Quick evidence commands by component¶

az webapp log show --resource-group <resource-group> --name <app-name>
az monitor activity-log list --resource-group <resource-group> --offset 24h
az monitor metrics list --resource <app-resource-id> --metric "Http5xx,Requests,AverageResponseTime,MemoryWorkingSet" --interval PT1M
az webapp config show --resource-group <resource-group> --name <app-name>
az webapp config appsettings list --resource-group <resource-group> --name <app-name>

Portal view: Log Analytics editor where the KQL queries below execute¶

Application Insights Logs blade for ai-test-20251107 showing the KQL editor with a New Query 1 tab, a Run button, Time range Last 24 hours, Show 1000 results, and a KQL mode dropdown. The query editor is empty with placeholder Type your query here or click one of the queries to start. A Query history panel below shows the empty state No queries history.

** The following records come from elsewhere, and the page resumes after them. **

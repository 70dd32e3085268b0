//! Answer evaluation.
//!
//! Marking scheme:
//!
//! | Kind | Correct | Wrong | Partial |
//! |------|---------|-------|---------|
//! | single correct | +4 | -1 | - |
//! | multiple correct | +4 | -2 | +3 / +2 / +1 by fraction of correct options picked |
//! | numerical | +4 | 0 | - |

use std::collections::BTreeSet;

use serde::{Deserialize, Serialize};

use crate::error::ScoringError;
use crate::model::{AnswerKey, Question, SubmittedAnswer};

/// Points for a fully correct answer of any kind.
pub const CORRECT_SCORE: i32 = 4;
/// Points for a wrong single-correct answer.
pub const SINGLE_WRONG_PENALTY: i32 = -1;
/// Points when any wrong option is picked on a multiple-correct question.
pub const MULTIPLE_WRONG_PENALTY: i32 = -2;
/// Highest score a single question can award.
pub const MAX_SCORE: i32 = CORRECT_SCORE;

/// Absolute floor of the numerical tolerance.
const TOLERANCE_FLOOR: f64 = 0.001;
/// Relative tolerance (0.1% of the reference magnitude).
const TOLERANCE_RELATIVE: f64 = 0.001;

/// The verdict on one submission.
#[derive(Debug, Clone, Copy, PartialEq, Eq, Serialize, Deserialize)]
pub struct Evaluation {
    pub is_correct: bool,
    pub score: i32,
}

impl Evaluation {
    fn correct() -> Self {
        Self {
            is_correct: true,
            score: CORRECT_SCORE,
        }
    }

    fn incorrect(score: i32) -> Self {
        Self {
            is_correct: false,
            score,
        }
    }
}

/// Evaluate a submitted answer against a question's answer key.
///
/// The question is validated first, so a broken answer key surfaces as
/// `MalformedQuestion` rather than as a wrong answer.
pub fn evaluate(question: &Question, submitted: &SubmittedAnswer) -> Result<Evaluation, ScoringError> {
    question.validate()?;

    match (&question.answer_key, submitted) {
        (AnswerKey::SingleCorrect(correct), SubmittedAnswer::Single(selected)) => {
            check_option_range(question, std::iter::once(*selected))?;
            Ok(if selected == correct {
                Evaluation::correct()
            } else {
                Evaluation::incorrect(SINGLE_WRONG_PENALTY)
            })
        }
        (AnswerKey::MultipleCorrect(correct), SubmittedAnswer::Multiple(selected)) => {
            check_option_range(question, selected.iter().copied())?;
            Ok(evaluate_multiple(correct, selected))
        }
        (AnswerKey::Numerical(reference), SubmittedAnswer::Numerical(raw)) => {
            let value = parse_numeric(&question.id, raw)?;
            Ok(if (value - reference).abs() <= numerical_tolerance(*reference) {
                Evaluation::correct()
            } else {
                Evaluation::incorrect(0)
            })
        }
        (key, answer) => Err(ScoringError::invalid_answer(
            &question.id,
            format!(
                "{} answer submitted for a {} question",
                answer.kind(),
                key.kind()
            ),
        )),
    }
}

/// Greater of the absolute floor and 0.1% of the reference magnitude.
pub fn numerical_tolerance(reference: f64) -> f64 {
    (reference.abs() * TOLERANCE_RELATIVE).max(TOLERANCE_FLOOR)
}

/// Partial-credit tier for `hit` of `correct_len` options picked with no
/// wrong picks. Boundaries are strict: exactly 75% earns +2, not +3.
pub fn partial_credit(hit: usize, correct_len: usize) -> i32 {
    if hit == 0 || correct_len == 0 {
        return 0;
    }
    // Integer comparisons keep the boundaries exact.
    if 4 * hit > 3 * correct_len {
        3
    } else if 2 * hit > correct_len {
        2
    } else {
        1
    }
}

fn evaluate_multiple(correct: &BTreeSet<u32>, selected: &BTreeSet<u32>) -> Evaluation {
    if selected == correct {
        return Evaluation::correct();
    }

    let hit = selected.intersection(correct).count();
    let miss = selected.difference(correct).count();

    if miss > 0 {
        Evaluation::incorrect(MULTIPLE_WRONG_PENALTY)
    } else {
        Evaluation::incorrect(partial_credit(hit, correct.len()))
    }
}

fn check_option_range(
    question: &Question,
    selected: impl IntoIterator<Item = u32>,
) -> Result<(), ScoringError> {
    let option_count = question.options.len() as u32;
    for index in selected {
        if index == 0 || index > option_count {
            return Err(ScoringError::invalid_answer(
                &question.id,
                format!("option {index} outside 1..={option_count}"),
            ));
        }
    }
    Ok(())
}

fn parse_numeric(question_id: &str, raw: &str) -> Result<f64, ScoringError> {
    let trimmed = raw.trim();
    let value: f64 = trimmed
        .parse()
        .map_err(|_| ScoringError::invalid_answer(question_id, format!("not a number: {trimmed:?}")))?;
    if !value.is_finite() {
        return Err(ScoringError::invalid_answer(
            question_id,
            format!("not a finite number: {trimmed:?}"),
        ));
    }
    Ok(value)
}

/// Map a summed session score onto a 0–100 scale.
///
/// Negative totals clamp to 0.
pub fn normalize_score(total_score: i32, question_count: usize) -> f64 {
    if question_count == 0 {
        return 0.0;
    }
    let max = (MAX_SCORE as f64) * question_count as f64;
    ((total_score as f64) / max * 100.0).clamp(0.0, 100.0)
}

#[cfg(test)]
mod tests {
    use super::*;

    fn options(n: usize) -> Vec<String> {
        (1..=n).map(|i| format!("option {i}")).collect()
    }

    fn single(correct: u32) -> Question {
        Question::new("s1", "", options(4), AnswerKey::SingleCorrect(correct), 3).unwrap()
    }

    fn multiple(correct: &[u32]) -> Question {
        Question::new(
            "m1",
            "",
            options(4),
            AnswerKey::MultipleCorrect(correct.iter().copied().collect()),
            6,
        )
        .unwrap()
    }

    fn numerical(reference: f64) -> Question {
        Question::new("n1", "", vec![], AnswerKey::Numerical(reference), 7).unwrap()
    }

    fn picks(indices: &[u32]) -> SubmittedAnswer {
        SubmittedAnswer::Multiple(indices.iter().copied().collect())
    }

    fn num(raw: &str) -> SubmittedAnswer {
        SubmittedAnswer::Numerical(raw.into())
    }

    #[test]
    fn single_correct() {
        let eval = evaluate(&single(2), &SubmittedAnswer::Single(2)).unwrap();
        assert_eq!(eval, Evaluation { is_correct: true, score: 4 });
    }

    #[test]
    fn single_wrong() {
        let eval = evaluate(&single(2), &SubmittedAnswer::Single(1)).unwrap();
        assert_eq!(eval, Evaluation { is_correct: false, score: -1 });
    }

    #[test]
    fn single_out_of_range_is_invalid() {
        let err = evaluate(&single(2), &SubmittedAnswer::Single(9)).unwrap_err();
        assert!(matches!(err, ScoringError::InvalidAnswerFormat { .. }));
    }

    #[test]
    fn multiple_exact_match() {
        let eval = evaluate(&multiple(&[1, 3]), &picks(&[1, 3])).unwrap();
        assert_eq!(eval, Evaluation { is_correct: true, score: 4 });
    }

    #[test]
    fn multiple_three_of_four_is_not_above_three_quarters() {
        let eval = evaluate(&multiple(&[1, 2, 3, 4]), &picks(&[1, 2, 3])).unwrap();
        assert_eq!(eval, Evaluation { is_correct: false, score: 2 });
    }

    #[test]
    fn multiple_any_wrong_pick_is_penalized() {
        let eval = evaluate(&multiple(&[1, 2]), &picks(&[1, 3])).unwrap();
        assert_eq!(eval, Evaluation { is_correct: false, score: -2 });

        let eval = evaluate(&multiple(&[1, 2, 3]), &picks(&[1, 2, 3, 4])).unwrap();
        assert_eq!(eval.score, -2);
    }

    #[test]
    fn multiple_partial_tiers() {
        assert_eq!(evaluate(&multiple(&[1, 2]), &picks(&[2])).unwrap().score, 1);
        assert_eq!(evaluate(&multiple(&[1, 2, 3]), &picks(&[1, 3])).unwrap().score, 2);
        assert_eq!(evaluate(&multiple(&[1, 2, 3, 4]), &picks(&[4])).unwrap().score, 1);
        assert_eq!(evaluate(&multiple(&[1, 2, 3, 4]), &picks(&[1, 4])).unwrap().score, 1);
    }

    #[test]
    fn multiple_empty_selection_scores_zero() {
        let eval = evaluate(&multiple(&[1, 2]), &picks(&[])).unwrap();
        assert_eq!(eval, Evaluation { is_correct: false, score: 0 });
    }

    #[test]
    fn partial_credit_boundaries() {
        assert_eq!(partial_credit(3, 4), 2);
        assert_eq!(partial_credit(4, 5), 3);
        assert_eq!(partial_credit(2, 4), 1);
        assert_eq!(partial_credit(5, 8), 2);
        assert_eq!(partial_credit(7, 9), 3);
        assert_eq!(partial_credit(0, 4), 0);
    }

    #[test]
    fn partial_credit_is_monotonic() {
        for n in 1..=12 {
            let mut previous = 0;
            for hit in 1..n {
                let credit = partial_credit(hit, n);
                assert!(credit >= previous, "hit={hit} n={n}");
                previous = credit;
            }
        }
    }

    #[test]
    fn numerical_within_relative_tolerance() {
        let eval = evaluate(&numerical(100.0), &num("100.05")).unwrap();
        assert_eq!(eval, Evaluation { is_correct: true, score: 4 });
        let eval = evaluate(&numerical(100.0), &num("100.2")).unwrap();
        assert_eq!(eval, Evaluation { is_correct: false, score: 0 });
    }

    #[test]
    fn numerical_absolute_floor_for_small_references() {
        assert_eq!(numerical_tolerance(0.0), 0.001);
        assert!((numerical_tolerance(-2000.0) - 2.0).abs() < 1e-12);
        assert!(evaluate(&numerical(0.0), &num("0.0009")).unwrap().is_correct);
        assert!(!evaluate(&numerical(0.0), &num("0.01")).unwrap().is_correct);
    }

    #[test]
    fn numerical_unparseable_is_invalid() {
        for raw in ["abc", "", "1.2.3", "NaN", "inf"] {
            let err = evaluate(&numerical(1.0), &num(raw)).unwrap_err();
            assert!(
                matches!(err, ScoringError::InvalidAnswerFormat { .. }),
                "{raw:?} should be rejected"
            );
        }
    }

    #[test]
    fn shape_mismatch_is_invalid() {
        let err = evaluate(&single(1), &picks(&[1])).unwrap_err();
        assert!(matches!(err, ScoringError::InvalidAnswerFormat { .. }));
        let err = evaluate(&numerical(1.0), &SubmittedAnswer::Single(1)).unwrap_err();
        assert!(matches!(err, ScoringError::InvalidAnswerFormat { .. }));
    }

    #[test]
    fn malformed_question_is_reported_before_evaluation() {
        let broken = Question {
            id: "bad".into(),
            text: String::new(),
            options: options(2),
            answer_key: AnswerKey::SingleCorrect(0),
            difficulty_level: 1,
        };
        let err = evaluate(&broken, &SubmittedAnswer::Single(1)).unwrap_err();
        assert!(matches!(err, ScoringError::MalformedQuestion { .. }));
    }

    #[test]
    fn scores_stay_within_bounds() {
        let q = multiple(&[1, 3]);
        let allowed = [-2, 0, 1, 2, 3, 4];
        for mask in 0u32..16 {
            let selected: BTreeSet<u32> = (1..=4).filter(|i| mask & (1 << (i - 1)) != 0).collect();
            let answer = SubmittedAnswer::Multiple(selected);
            let eval = evaluate(&q, &answer).unwrap();
            assert!(allowed.contains(&eval.score), "mask {mask}: {}", eval.score);
            assert_eq!(eval, evaluate(&q, &answer).unwrap());
        }
        for selected in 1..=4 {
            let score = evaluate(&single(3), &SubmittedAnswer::Single(selected)).unwrap().score;
            assert!(score == -1 || score == 4);
        }
    }

    #[test]
    fn normalize_score_clamps() {
        assert_eq!(normalize_score(40, 10), 100.0);
        assert_eq!(normalize_score(20, 10), 50.0);
        assert_eq!(normalize_score(-5, 10), 0.0);
        assert_eq!(normalize_score(7, 0), 0.0);
    }
}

The KQL snippets below all execute in the Application Insights Logs editor shown here — accessible from the Logs button in any Application Insights or Log Analytics workspace. Before pasting a query, set the blade-level Time range to match the | where TimeGenerated > ago(...) clause in the query (default queries here use ago(2h), ago(6h), or ago(24h)). The KQL mode dropdown distinguishes raw Kusto from Simple mode; all three queries below require KQL mode. The empty Query history panel becomes the reproducibility artifact during real incidents — save important queries from this panel into the runbook for post-incident review.

AppServiceHTTPLogs
| where TimeGenerated > ago(2h)
| summarize total=count(), errors5xx=countif(ScStatus >= 500 and ScStatus < 600), p95=percentile(TimeTaken,95) by bin(TimeGenerated, 5m)
| order by TimeGenerated asc

AppServicePlatformLogs
| where TimeGenerated > ago(24h)
| where ResultDescription has_any ("restart", "recycle", "health", "container", "start", "stop")
| project TimeGenerated, OperationName, ResultDescription
| order by TimeGenerated desc

AppServiceConsoleLogs
| where TimeGenerated > ago(6h)
| where ResultDescription has_any ("Exception", "timed out", "No space left", "OOM", "killed", "could not bind")
| project TimeGenerated, ResultDescription
| order by TimeGenerated desc

6) Fast routing examples¶

Example A: 5xx appears only during bursts.
- Start with runtime/worker model (FP-RUN-03), then outbound pressure (FP-NET-02). - Open: Intermittent 5xx Under Load and SNAT or Application Issue?.
Example B: deployment says success, app unavailable.
- Start with deployment path (FP-DEP-01/02/03). - Open: Deployment Succeeded but Startup Failed and Container Didn't Respond to HTTP Pings.
Example C: outbound calls fail but only for private endpoint targets.
- Start with outbound path (FP-NET-01/03). - Open: Private Endpoint / Custom DNS Route Confusion.

How to use this architecture page during incidents

Do not treat any single metric as proof. Use this page to identify the most likely failure layer, then validate with time-correlated evidence. Move to the linked playbook only after you identify which layer best matches the symptom timing.